FIG. 1 is a block diagram of the structure of an audio signal transmission system according to an embodiment of the present invention, FIG. 2 is a block diagram of a transmission frame, and FIG. 3 is a block diagram of a conventional Rinconvex system. 1...Preprocessing section, 2...A/D converter, 3...Polarity discriminator, 4...Amplitude detector, 5... ...Series-to-parallel converter, 6...
...Timing signal generator, 7...Frame synthesis circuit, 8...Baseband signal processing circuit, 9P, 9Q...Waveform shaping filter, IO
P, IOQ...D/A converter, 11...
...QAM modulator, 12...... Transmission carrier generator, l3... QAM demodulator, 14...
... Reception carrier wave generator, 15P, 15Q.・・・・・・
・A/D converter, 16...digital demodulator,
17...timing signal regeneration circuit, 18
...Baseband signal processing circuit, 19...
... Signal separation circuit, 20 ... Parallel-serial converter, 21 ... Amplitude regenerator, 22 ...

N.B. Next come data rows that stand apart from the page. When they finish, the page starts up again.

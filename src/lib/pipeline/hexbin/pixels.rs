//! Pixel aggregation: unique coordinates with summed counts and the pixel-by-gene matrix.

use crate::core::error::Result;
use crate::core::sparse::SparseOps;
use crate::pipeline::hexbin::features::FeatureSet;
use crate::pipeline::hexbin::input::MoleculeTable;
use log::info;
use nalgebra_sparse::CsrMatrix;
use rustc_hash::FxHashMap;

/// Deduplicated pixels of the kept genes.
///
/// Row `i` of [`counts`](PixelTable::counts) belongs to pixel `i`; pixels are numbered
/// by first appearance in the molecule table.
#[derive(Debug, Clone)]
pub struct PixelTable {
    coords: Vec<(f64, f64)>,
    totals: Vec<u64>,
    counts: CsrMatrix<u32>,
    total_molecules: u64,
}

impl PixelTable {
    /// Collapse rows of kept genes by exact raw coordinate and scale coordinates to microns.
    pub fn build(table: &MoleculeTable, features: &FeatureSet, mu_scale: f64) -> Result<Self> {
        let mut index: FxHashMap<(u64, u64), usize> = FxHashMap::default();
        let mut coords = Vec::new();
        let mut triplets = Vec::with_capacity(table.len());
        let mut total_molecules = 0u64;

        for molecule in table.molecules() {
            let Some(col) = features.column_of(molecule.gene) else {
                continue;
            };
            // -0.0 and 0.0 are the same location
            let key = ((molecule.x + 0.0).to_bits(), (molecule.y + 0.0).to_bits());
            let row = *index.entry(key).or_insert_with(|| {
                coords.push((molecule.x / mu_scale, molecule.y / mu_scale));
                coords.len() - 1
            });
            total_molecules += u64::from(molecule.count);
            triplets.push((row, col, molecule.count));
        }

        let counts = SparseOps::from_triplets_u32(coords.len(), features.len(), triplets)?;
        let totals = SparseOps::compute_row_sums(&counts);
        info!(
            "Aggregated {} pixels × {} genes ({} nonzeros, {} molecules)",
            counts.nrows(),
            counts.ncols(),
            counts.nnz(),
            total_molecules
        );

        Ok(Self {
            coords,
            totals,
            counts,
            total_molecules,
        })
    }

    /// Pixel coordinates in microns.
    #[inline]
    pub fn coords(&self) -> &[(f64, f64)] {
        &self.coords
    }

    /// Summed count of each pixel over kept genes.
    #[inline]
    pub fn totals(&self) -> &[u64] {
        &self.totals
    }

    /// Pixel-by-gene counts.
    #[inline]
    pub fn counts(&self) -> &CsrMatrix<u32> {
        &self.counts
    }

    /// Sum of all kept counts.
    #[inline]
    pub fn total_molecules(&self) -> u64 {
        self.total_molecules
    }

    pub fn n_genes(&self) -> usize {
        self.counts.ncols()
    }

    pub fn len(&self) -> usize {
        self.coords.len()
    }

    pub fn is_empty(&self) -> bool {
        self.coords.is_empty()
    }
}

Multiplier, 23...D/A converter, 24...
...Post-processing section.

Claims (1)

[Claims] The transmitter includes a preprocessor that performs compression processing on the input audio signal; and a first A/D that samples the output of the preprocessor at a predetermined sampling frequency and outputs an n-bit signal for each sample. a converter; a polarity discriminator that receives the output of the first A/D converter and extracts and outputs a polarity bit; and performs absolute value operation on the output of every N samples of the first A/D converter; an amplitude detector that outputs a signal of (m≦n) bits; a predetermined number of polarity bits and the m-bit signal are time-divided within a transmission frame that repeats at a constant period with a synchronization word consisting of a fixed bit pattern at the beginning; a frame synthesis circuit for arranging and forming a binary format data sequence; a transmitting side baseband signal processing circuit for performing error correction encoding processing and encryption processing on the output of this frame synthesizing circuit; and this transmitting side baseband signal processing circuit. a modulator that digitally modulates a predetermined carrier wave with the output of the circuit; a first demodulator in which the receiving section performs quasi-synchronous demodulation processing on the received intermediate frequency signal and outputs a received baseband signal; a second A/D converter for digitizing the band signal;
a second demodulator that performs digital demodulation processing on the output of the second A/D converter; a receiving side baseband signal that performs error correction decoding processing and encryption decoding processing on the output of the second demodulator; a processing circuit; a signal separation circuit that receives the output of the receiving side baseband signal processing circuit, establishes frame synchronization by detecting the synchronization word, and separates and outputs the polarity bit and the m-bit signal; the signal separation circuit; A multiplier that multiplies the m-bit signal that the circuit separates and outputs by the polarity bit; D that converts the output of this multiplier into an analog
1. An audio signal transmission system comprising: a /A converter; and a post-processing unit that performs decompression processing, etc. on the output of the D/A converter and reproduces and outputs the audio signal.